EXERCISE DETAILS:
Please report how many lines of the following entries hold the word "default", giving the number alone.

DATA LISTING:
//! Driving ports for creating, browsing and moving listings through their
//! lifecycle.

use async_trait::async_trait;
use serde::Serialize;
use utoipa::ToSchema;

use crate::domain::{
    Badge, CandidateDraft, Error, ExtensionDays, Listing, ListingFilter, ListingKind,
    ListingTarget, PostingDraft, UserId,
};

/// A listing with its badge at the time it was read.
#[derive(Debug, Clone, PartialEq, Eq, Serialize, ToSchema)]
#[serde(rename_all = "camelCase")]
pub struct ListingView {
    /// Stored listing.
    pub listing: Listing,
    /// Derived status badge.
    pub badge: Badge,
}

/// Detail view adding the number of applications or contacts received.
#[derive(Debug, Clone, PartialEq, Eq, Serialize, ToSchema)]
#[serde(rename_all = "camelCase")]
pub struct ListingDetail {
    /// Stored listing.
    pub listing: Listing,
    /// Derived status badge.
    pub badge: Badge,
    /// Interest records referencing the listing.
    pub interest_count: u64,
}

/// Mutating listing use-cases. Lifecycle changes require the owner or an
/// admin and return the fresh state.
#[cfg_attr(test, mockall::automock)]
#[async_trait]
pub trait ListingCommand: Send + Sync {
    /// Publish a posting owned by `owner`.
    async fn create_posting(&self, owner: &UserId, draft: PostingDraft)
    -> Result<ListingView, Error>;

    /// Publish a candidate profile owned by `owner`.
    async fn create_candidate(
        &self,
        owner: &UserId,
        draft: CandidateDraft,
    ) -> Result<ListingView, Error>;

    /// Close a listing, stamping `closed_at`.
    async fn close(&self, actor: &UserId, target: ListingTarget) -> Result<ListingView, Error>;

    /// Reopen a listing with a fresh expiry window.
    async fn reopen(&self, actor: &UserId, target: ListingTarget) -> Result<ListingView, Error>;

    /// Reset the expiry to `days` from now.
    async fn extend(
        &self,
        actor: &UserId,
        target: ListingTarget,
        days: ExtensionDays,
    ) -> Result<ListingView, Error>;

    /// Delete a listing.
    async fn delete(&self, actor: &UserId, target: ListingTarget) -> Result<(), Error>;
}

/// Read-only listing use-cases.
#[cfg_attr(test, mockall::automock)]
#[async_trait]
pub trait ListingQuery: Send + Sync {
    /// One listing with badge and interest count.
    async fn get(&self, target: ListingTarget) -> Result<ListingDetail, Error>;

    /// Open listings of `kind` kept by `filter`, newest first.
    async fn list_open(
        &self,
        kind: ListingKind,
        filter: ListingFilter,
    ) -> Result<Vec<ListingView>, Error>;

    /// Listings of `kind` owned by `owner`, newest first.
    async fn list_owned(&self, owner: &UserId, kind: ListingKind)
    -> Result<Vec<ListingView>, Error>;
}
==
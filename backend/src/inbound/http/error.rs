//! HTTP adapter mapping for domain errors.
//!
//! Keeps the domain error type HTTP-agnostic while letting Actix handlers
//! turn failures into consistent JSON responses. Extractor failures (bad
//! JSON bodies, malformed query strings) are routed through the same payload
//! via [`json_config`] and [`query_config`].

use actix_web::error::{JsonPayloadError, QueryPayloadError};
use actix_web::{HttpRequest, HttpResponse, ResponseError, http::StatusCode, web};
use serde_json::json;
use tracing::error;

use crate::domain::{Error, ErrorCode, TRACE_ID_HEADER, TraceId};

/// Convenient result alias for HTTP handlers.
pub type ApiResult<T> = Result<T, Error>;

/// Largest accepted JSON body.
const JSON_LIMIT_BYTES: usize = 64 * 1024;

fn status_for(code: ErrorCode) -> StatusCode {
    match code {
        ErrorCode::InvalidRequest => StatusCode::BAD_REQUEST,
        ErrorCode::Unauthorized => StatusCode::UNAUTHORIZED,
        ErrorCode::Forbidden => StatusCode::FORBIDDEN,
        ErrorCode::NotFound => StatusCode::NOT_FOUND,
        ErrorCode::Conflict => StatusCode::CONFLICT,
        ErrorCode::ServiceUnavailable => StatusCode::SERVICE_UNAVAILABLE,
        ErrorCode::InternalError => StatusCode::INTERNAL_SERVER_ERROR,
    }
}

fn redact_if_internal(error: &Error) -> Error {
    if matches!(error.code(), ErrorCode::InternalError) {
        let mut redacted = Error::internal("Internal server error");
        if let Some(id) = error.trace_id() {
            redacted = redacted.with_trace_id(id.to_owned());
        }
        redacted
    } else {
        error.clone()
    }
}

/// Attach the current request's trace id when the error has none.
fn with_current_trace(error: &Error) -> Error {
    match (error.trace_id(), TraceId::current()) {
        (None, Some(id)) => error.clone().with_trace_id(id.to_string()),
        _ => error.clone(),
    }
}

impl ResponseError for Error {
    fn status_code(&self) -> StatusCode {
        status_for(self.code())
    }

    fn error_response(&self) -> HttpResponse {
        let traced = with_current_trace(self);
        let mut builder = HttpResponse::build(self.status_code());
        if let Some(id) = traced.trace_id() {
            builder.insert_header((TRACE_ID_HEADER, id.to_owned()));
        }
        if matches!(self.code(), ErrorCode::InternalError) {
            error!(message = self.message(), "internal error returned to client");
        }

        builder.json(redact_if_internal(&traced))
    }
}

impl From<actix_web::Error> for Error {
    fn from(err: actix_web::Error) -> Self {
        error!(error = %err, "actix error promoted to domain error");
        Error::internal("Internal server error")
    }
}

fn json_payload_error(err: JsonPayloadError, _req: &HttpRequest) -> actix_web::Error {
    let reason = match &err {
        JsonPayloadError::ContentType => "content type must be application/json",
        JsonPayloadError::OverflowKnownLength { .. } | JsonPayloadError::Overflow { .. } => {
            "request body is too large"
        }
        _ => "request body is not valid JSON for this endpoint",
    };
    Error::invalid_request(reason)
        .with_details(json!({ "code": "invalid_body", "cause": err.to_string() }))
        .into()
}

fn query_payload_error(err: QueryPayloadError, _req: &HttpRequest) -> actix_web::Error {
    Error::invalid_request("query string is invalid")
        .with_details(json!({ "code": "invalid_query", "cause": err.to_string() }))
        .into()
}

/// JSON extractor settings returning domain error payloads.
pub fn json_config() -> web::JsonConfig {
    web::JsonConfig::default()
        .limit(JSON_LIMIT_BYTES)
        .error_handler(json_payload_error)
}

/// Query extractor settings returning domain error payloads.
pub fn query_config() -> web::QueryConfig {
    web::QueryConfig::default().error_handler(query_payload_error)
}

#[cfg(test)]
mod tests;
==
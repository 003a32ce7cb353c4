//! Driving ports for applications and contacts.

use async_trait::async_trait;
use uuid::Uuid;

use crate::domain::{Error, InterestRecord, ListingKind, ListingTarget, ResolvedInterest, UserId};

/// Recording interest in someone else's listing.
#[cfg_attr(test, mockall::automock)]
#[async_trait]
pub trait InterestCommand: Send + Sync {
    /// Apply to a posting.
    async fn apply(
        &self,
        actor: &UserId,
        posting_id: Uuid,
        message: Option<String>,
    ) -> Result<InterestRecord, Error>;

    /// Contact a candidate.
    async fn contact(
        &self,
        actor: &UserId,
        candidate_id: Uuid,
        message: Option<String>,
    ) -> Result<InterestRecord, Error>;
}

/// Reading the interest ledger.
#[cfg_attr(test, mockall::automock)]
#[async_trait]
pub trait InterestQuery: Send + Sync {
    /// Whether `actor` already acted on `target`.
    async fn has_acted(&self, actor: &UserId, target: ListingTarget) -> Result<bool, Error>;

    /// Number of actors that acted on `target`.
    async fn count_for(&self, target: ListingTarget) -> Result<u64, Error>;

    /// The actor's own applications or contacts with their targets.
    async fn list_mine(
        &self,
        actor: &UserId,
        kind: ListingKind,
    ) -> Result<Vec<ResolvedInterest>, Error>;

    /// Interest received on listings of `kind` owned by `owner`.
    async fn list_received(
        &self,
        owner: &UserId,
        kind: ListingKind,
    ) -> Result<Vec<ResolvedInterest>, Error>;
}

ANSWER FOR THIS EXERCISE:
2